Records for processing section start

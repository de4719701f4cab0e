//! Foreign key linking and rank computation.
//!
//! Linking registers each declared foreign key on its declaring table and,
//! as a reference key, on its target table. Foreign keys whose target did not
//! survive filtering are dropped here and nowhere else.
//!
//! The rank of a foreign key is one more than the smallest rank found on the
//! table it references. Recursion follows an immutable path of visited
//! tables; a foreign key back into the path gets no rank entry.

use super::{ForeignKey, Table};
use crate::error::{DescribeError, Result};
use ahash::{AHashMap, AHashSet};
use std::collections::BTreeMap;
use tracing::debug;

/// Register `declared` foreign keys (one list per table, same order as `tables`).
///
/// Returns the number of foreign keys pruned because their target is absent.
pub fn link_foreign_keys(tables: &mut [Table], declared: Vec<Vec<ForeignKey>>) -> Result<usize> {
    let positions: AHashMap<String, usize> = tables
        .iter()
        .enumerate()
        .map(|(i, t)| (t.name.clone(), i))
        .collect();
    let mut pruned = 0;

    for (local, fks) in declared.into_iter().enumerate() {
        let mut seen = AHashSet::new();
        for fk in fks {
            if !seen.insert(fk.name.clone()) {
                return Err(DescribeError::DuplicateConstraint {
                    table: fk.local_table,
                    name: fk.name,
                });
            }

            let Some(&foreign) = positions.get(&fk.foreign_table) else {
                debug!(
                    table = %fk.local_table,
                    constraint = %fk.name,
                    foreign_table = %fk.foreign_table,
                    "dropping foreign key to excluded table"
                );
                pruned += 1;
                continue;
            };

            tables[foreign]
                .reference_keys
                .insert(fk.key(), fk.clone());
            tables[local].foreign_keys.insert(fk.name.clone(), fk);
        }
    }

    Ok(pruned)
}

/// Immutable linked list of tables on the current resolution path
struct Path<'a> {
    table: &'a str,
    parent: Option<&'a Path<'a>>,
}

impl Path<'_> {
    fn contains(&self, table: &str) -> bool {
        let mut node = Some(self);
        while let Some(current) = node {
            if current.table == table {
                return true;
            }
            node = current.parent;
        }
        false
    }
}

/// Compute `ranks` of every table over the linked foreign keys
pub fn compute_ranks(tables: &mut [Table]) {
    let ranks: Vec<BTreeMap<String, u32>> = {
        let graph: AHashMap<&str, &Table> = tables.iter().map(|t| (t.name.as_str(), t)).collect();
        tables
            .iter()
            .map(|t| {
                let root = Path {
                    table: &t.name,
                    parent: None,
                };
                ranks_of(&graph, t, &root)
            })
            .collect()
    };

    for (table, ranks) in tables.iter_mut().zip(ranks) {
        if !ranks.is_empty() {
            debug!(table = %table.name, ?ranks, "computed ranks");
        }
        table.ranks = ranks;
    }
}

fn ranks_of(graph: &AHashMap<&str, &Table>, table: &Table, path: &Path<'_>) -> BTreeMap<String, u32> {
    let mut ranks = BTreeMap::new();

    for (name, fk) in &table.foreign_keys {
        if path.contains(&fk.foreign_table) {
            continue;
        }
        let Some(foreign) = graph.get(fk.foreign_table.as_str()) else {
            continue;
        };
        let child = Path {
            table: &fk.foreign_table,
            parent: Some(path),
        };
        let floor = ranks_of(graph, foreign, &child)
            .values()
            .min()
            .copied()
            .unwrap_or(0);
        ranks.insert(name.clone(), floor + 1);
    }

    ranks
}
//! DDL statement parsing into raw catalog objects.
//!
//! Handles the MySQL flavour written by `mysqldump` plus the PostgreSQL and
//! SQLite spellings that commonly appear in hand-written schema files:
//! - CREATE TABLE column definitions, keys, indexes and foreign keys
//! - CREATE INDEX and ALTER TABLE ... ADD
//! - CREATE VIEW / TRIGGER / PROCEDURE / FUNCTION / EVENT
//! - COMMENT ON TABLE/COLUMN

use crate::catalog::{
    RawColumn, RawEvent, RawForeignKey, RawIndex, RawParameter, RawRoutine, RawTable, RawTrigger,
    RawView, PRIMARY_INDEX,
};
use once_cell::sync::Lazy;
use regex::Regex;

/// Possibly schema-qualified, possibly quoted object name; group captures the last part
const QUALIFIED_NAME: &str = r#"(?:[\[\]`"\w]+\s*\.\s*)*[\[`"]?([^\[\]`"\s(.;]+)[\]`"]?"#;

/// Regex to extract table name from CREATE TABLE
static CREATE_TABLE_NAME_RE: Lazy<Regex> = Lazy::new(|| {
    Regex::new(&format!(
        r#"(?i)^\s*CREATE\s+(?:(?:GLOBAL\s+|LOCAL\s+)?TEMP(?:ORARY)?\s+|UNLOGGED\s+)?TABLE\s+(?:IF\s+NOT\s+EXISTS\s+)?{QUALIFIED_NAME}"#
    ))
    .unwrap()
});

/// Regex to extract table name from ALTER TABLE
static ALTER_TABLE_NAME_RE: Lazy<Regex> = Lazy::new(|| {
    Regex::new(&format!(
        r#"(?i)^\s*ALTER\s+TABLE\s+(?:IF\s+EXISTS\s+)?(?:ONLY\s+)?{QUALIFIED_NAME}"#
    ))
    .unwrap()
});

/// Regex for column name and type declaration
static COLUMN_DEF_RE: Lazy<Regex> = Lazy::new(|| {
    Regex::new(
        r#"(?i)^\s*[\[`"]?([^\[\]`"\s,]+)[\]`"]?\s+(\w+(?:\s+(?:varying|precision))?(?:\s*\([^)]*\))?(?:\s+unsigned)?(?:\s+zerofill)?)"#,
    )
    .unwrap()
});

/// Regex for PRIMARY KEY constraint
static PRIMARY_KEY_RE: Lazy<Regex> = Lazy::new(|| {
    Regex::new(r"(?i)PRIMARY\s+KEY\s*(?:CLUSTERED\s+|NONCLUSTERED\s+)?\(([^)]+)\)").unwrap()
});

/// Regex for inline PRIMARY KEY on column
static INLINE_PRIMARY_KEY_RE: Lazy<Regex> =
    Lazy::new(|| Regex::new(r"(?i)\bPRIMARY\s+KEY\b").unwrap());

/// Regex for inline UNIQUE on column
static INLINE_UNIQUE_RE: Lazy<Regex> =
    Lazy::new(|| Regex::new(r"(?i)\bUNIQUE(?:\s+KEY)?\b").unwrap());

/// Regex for FOREIGN KEY constraint with optional constraint name
static FOREIGN_KEY_RE: Lazy<Regex> = Lazy::new(|| {
    Regex::new(&format!(
        r#"(?i)(?:CONSTRAINT\s+[\[`"]?([^\[\]`"\s]+)[\]`"]?\s+)?FOREIGN\s+KEY\s*(?:[\[`"]?\w+[\]`"]?\s*)?\(([^)]+)\)\s*REFERENCES\s+{QUALIFIED_NAME}\s*\(([^)]+)\)"#
    ))
    .unwrap()
});

/// Regex for inline REFERENCES on a column
static INLINE_REFERENCES_RE: Lazy<Regex> = Lazy::new(|| {
    Regex::new(&format!(
        r#"(?i)\bREFERENCES\s+{QUALIFIED_NAME}\s*(?:\(([^)]+)\))?"#
    ))
    .unwrap()
});

static ON_DELETE_RE: Lazy<Regex> = Lazy::new(|| {
    Regex::new(r"(?i)\bON\s+DELETE\s+(RESTRICT|CASCADE|SET\s+NULL|SET\s+DEFAULT|NO\s+ACTION)")
        .unwrap()
});

static ON_UPDATE_RE: Lazy<Regex> = Lazy::new(|| {
    Regex::new(r"(?i)\bON\s+UPDATE\s+(RESTRICT|CASCADE|SET\s+NULL|SET\s+DEFAULT|NO\s+ACTION)")
        .unwrap()
});

/// Regex to detect NOT NULL constraint
static NOT_NULL_RE: Lazy<Regex> = Lazy::new(|| Regex::new(r"(?i)\bNOT\s+NULL\b").unwrap());

static DEFAULT_RE: Lazy<Regex> =
    Lazy::new(|| Regex::new(r"(?i)\bDEFAULT\s+(\(|'|[^\s,]+)").unwrap());

static COMMENT_RE: Lazy<Regex> = Lazy::new(|| Regex::new(r"(?i)\bCOMMENT\s*=?\s*'").unwrap());

static COLLATE_RE: Lazy<Regex> =
    Lazy::new(|| Regex::new(r#"(?i)\bCOLLATE\s*=?\s*[`'"]?(\w+)"#).unwrap());

static GENERATED_RE: Lazy<Regex> =
    Lazy::new(|| Regex::new(r"(?i)\b(?:GENERATED\s+ALWAYS\s+)?AS\s*\(").unwrap());

static ENGINE_RE: Lazy<Regex> = Lazy::new(|| Regex::new(r"(?i)\bENGINE\s*=\s*(\w+)").unwrap());

static ROW_FORMAT_RE: Lazy<Regex> =
    Lazy::new(|| Regex::new(r"(?i)\bROW_FORMAT\s*=\s*(\w+)").unwrap());

/// Regex for CREATE INDEX statement up to the column list
static CREATE_INDEX_RE: Lazy<Regex> = Lazy::new(|| {
    Regex::new(&format!(
        r#"(?i)^\s*CREATE\s+(UNIQUE\s+|FULLTEXT\s+|SPATIAL\s+)?(?:CLUSTERED\s+|NONCLUSTERED\s+)?INDEX\s+(?:CONCURRENTLY\s+)?(?:IF\s+NOT\s+EXISTS\s+)?[\[`"]?(\w+)[\]`"]?\s+ON\s+(?:ONLY\s+)?{QUALIFIED_NAME}\s*(?:USING\s+(\w+)\s*)?"#
    ))
    .unwrap()
});

static CREATE_VIEW_RE: Lazy<Regex> = Lazy::new(|| {
    Regex::new(&format!(
        r#"(?is)^\s*CREATE\s+(?:OR\s+REPLACE\s+)?(?:ALGORITHM\s*=\s*\w+\s+)?(?:DEFINER\s*=\s*\S+\s+)?(?:SQL\s+SECURITY\s+\w+\s+)?(?:TEMP(?:ORARY)?\s+)?VIEW\s+(?:IF\s+NOT\s+EXISTS\s+)?{QUALIFIED_NAME}\s*(\([^)]*\))?\s*AS\s+(.*)$"#
    ))
    .unwrap()
});

static CHECK_OPTION_RE: Lazy<Regex> = Lazy::new(|| {
    Regex::new(r"(?is)\s+WITH\s+(?:(CASCADED|LOCAL)\s+)?CHECK\s+OPTION\s*$").unwrap()
});

static NON_UPDATABLE_RE: Lazy<Regex> = Lazy::new(|| {
    Regex::new(r"(?i)\b(?:DISTINCT|GROUP\s+BY|HAVING|UNION|LIMIT)\b|\b(?:COUNT|SUM|MIN|MAX|AVG)\s*\(")
        .unwrap()
});

static CREATE_TRIGGER_RE: Lazy<Regex> = Lazy::new(|| {
    Regex::new(&format!(
        r#"(?is)^\s*CREATE\s+(?:OR\s+REPLACE\s+)?(?:DEFINER\s*=\s*\S+\s+)?TRIGGER\s+(?:IF\s+NOT\s+EXISTS\s+)?{QUALIFIED_NAME}\s+(BEFORE|AFTER|INSTEAD\s+OF)\s+(INSERT|UPDATE|DELETE)(?:\s+OF\s+[^\s]+)?\s+ON\s+{QUALIFIED_NAME}\s+(?:FOR\s+EACH\s+(?:ROW|STATEMENT)\s+)?(.*)$"#
    ))
    .unwrap()
});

Records for processing section end

-- What the exercise asks --
Every line above that has the string "ACTION" needs to be copied.

-- Response to the exercise --
    Regex::new(r"(?i)\bON\s+DELETE\s+(RESTRICT|CASCADE|SET\s+NULL|SET\s+DEFAULT|NO\s+ACTION)")
    Regex::new(r"(?i)\bON\s+UPDATE\s+(RESTRICT|CASCADE|SET\s+NULL|SET\s+DEFAULT|NO\s+ACTION)")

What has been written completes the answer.